(Stored items)
┏━━

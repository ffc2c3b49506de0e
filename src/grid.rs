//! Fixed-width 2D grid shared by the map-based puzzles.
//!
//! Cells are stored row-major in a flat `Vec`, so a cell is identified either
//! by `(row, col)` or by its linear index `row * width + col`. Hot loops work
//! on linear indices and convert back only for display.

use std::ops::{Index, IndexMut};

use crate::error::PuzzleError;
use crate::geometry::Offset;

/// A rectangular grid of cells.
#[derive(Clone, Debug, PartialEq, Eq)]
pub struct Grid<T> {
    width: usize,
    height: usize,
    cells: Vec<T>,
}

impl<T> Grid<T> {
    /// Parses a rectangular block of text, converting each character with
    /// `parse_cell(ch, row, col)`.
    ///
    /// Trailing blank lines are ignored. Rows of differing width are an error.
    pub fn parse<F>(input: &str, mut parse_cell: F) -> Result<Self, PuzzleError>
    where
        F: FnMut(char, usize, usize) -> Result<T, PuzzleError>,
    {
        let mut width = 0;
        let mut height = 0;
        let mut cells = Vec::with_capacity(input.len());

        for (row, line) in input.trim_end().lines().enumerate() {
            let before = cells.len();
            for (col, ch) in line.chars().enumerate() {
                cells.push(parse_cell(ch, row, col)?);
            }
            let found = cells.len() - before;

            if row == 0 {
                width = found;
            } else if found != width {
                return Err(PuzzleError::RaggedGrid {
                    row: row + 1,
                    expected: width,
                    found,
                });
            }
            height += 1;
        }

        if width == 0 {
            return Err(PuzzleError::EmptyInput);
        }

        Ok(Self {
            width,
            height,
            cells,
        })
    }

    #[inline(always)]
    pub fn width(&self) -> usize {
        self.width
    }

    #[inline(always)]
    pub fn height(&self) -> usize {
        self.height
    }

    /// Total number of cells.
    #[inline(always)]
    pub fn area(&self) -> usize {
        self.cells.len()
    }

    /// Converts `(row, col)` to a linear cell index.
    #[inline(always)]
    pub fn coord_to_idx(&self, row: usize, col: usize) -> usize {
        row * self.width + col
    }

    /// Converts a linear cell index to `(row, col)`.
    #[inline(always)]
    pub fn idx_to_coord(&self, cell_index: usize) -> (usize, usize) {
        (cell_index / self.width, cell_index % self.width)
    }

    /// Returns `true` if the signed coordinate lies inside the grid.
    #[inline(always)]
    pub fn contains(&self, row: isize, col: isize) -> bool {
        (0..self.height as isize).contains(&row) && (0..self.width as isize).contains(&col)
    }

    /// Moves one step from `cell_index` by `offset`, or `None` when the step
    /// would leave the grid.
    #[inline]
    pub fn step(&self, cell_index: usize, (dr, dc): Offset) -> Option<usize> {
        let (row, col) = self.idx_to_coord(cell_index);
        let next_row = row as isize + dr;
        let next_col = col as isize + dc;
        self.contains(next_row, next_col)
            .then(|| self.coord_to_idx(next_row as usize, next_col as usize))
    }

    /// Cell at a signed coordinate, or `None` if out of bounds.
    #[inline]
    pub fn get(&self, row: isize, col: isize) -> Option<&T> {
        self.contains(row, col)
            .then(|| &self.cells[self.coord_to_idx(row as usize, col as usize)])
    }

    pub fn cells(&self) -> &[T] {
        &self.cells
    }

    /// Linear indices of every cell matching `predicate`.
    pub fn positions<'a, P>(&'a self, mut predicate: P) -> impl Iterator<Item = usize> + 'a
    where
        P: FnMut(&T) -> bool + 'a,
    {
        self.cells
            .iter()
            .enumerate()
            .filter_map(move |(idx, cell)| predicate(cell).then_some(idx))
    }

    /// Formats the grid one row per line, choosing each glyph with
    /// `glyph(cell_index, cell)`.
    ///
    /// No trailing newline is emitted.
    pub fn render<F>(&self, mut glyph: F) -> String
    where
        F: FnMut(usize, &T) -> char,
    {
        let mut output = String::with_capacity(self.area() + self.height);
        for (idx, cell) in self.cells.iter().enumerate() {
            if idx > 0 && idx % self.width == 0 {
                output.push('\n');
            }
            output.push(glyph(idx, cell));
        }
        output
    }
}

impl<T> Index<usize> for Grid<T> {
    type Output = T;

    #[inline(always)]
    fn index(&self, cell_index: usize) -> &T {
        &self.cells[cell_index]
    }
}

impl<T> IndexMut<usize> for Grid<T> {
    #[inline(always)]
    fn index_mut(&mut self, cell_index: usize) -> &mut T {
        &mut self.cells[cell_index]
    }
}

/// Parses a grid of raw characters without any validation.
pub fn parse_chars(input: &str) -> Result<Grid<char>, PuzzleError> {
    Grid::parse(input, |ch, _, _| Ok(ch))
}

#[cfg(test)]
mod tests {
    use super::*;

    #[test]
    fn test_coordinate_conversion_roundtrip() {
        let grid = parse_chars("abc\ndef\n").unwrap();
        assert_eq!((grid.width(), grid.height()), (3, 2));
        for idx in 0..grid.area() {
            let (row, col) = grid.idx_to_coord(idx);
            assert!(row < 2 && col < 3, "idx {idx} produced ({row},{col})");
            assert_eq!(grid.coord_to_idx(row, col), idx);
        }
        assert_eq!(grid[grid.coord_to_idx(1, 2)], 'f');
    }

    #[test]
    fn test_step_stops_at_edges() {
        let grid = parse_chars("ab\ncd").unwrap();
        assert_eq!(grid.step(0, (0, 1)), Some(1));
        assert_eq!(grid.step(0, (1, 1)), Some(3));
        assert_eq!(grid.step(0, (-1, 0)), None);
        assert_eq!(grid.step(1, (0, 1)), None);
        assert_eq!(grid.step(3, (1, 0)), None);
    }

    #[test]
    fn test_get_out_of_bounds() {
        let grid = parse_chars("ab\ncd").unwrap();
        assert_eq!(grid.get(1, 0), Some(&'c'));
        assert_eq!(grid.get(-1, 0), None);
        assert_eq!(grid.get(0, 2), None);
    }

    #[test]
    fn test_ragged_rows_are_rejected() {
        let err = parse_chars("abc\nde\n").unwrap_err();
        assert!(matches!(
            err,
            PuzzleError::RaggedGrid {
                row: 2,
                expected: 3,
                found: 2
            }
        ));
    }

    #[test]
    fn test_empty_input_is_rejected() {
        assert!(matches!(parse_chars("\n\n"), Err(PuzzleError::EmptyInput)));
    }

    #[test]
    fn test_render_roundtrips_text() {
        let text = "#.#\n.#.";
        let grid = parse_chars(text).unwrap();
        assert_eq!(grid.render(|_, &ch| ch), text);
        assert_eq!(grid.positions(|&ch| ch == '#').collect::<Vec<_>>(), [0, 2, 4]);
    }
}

┗━━

Activity:
All lines of the data above that include the word "indices" must be shown.

Exercise answer:
//! on linear indices and convert back only for display.
    /// Linear indices of every cell matching `predicate`.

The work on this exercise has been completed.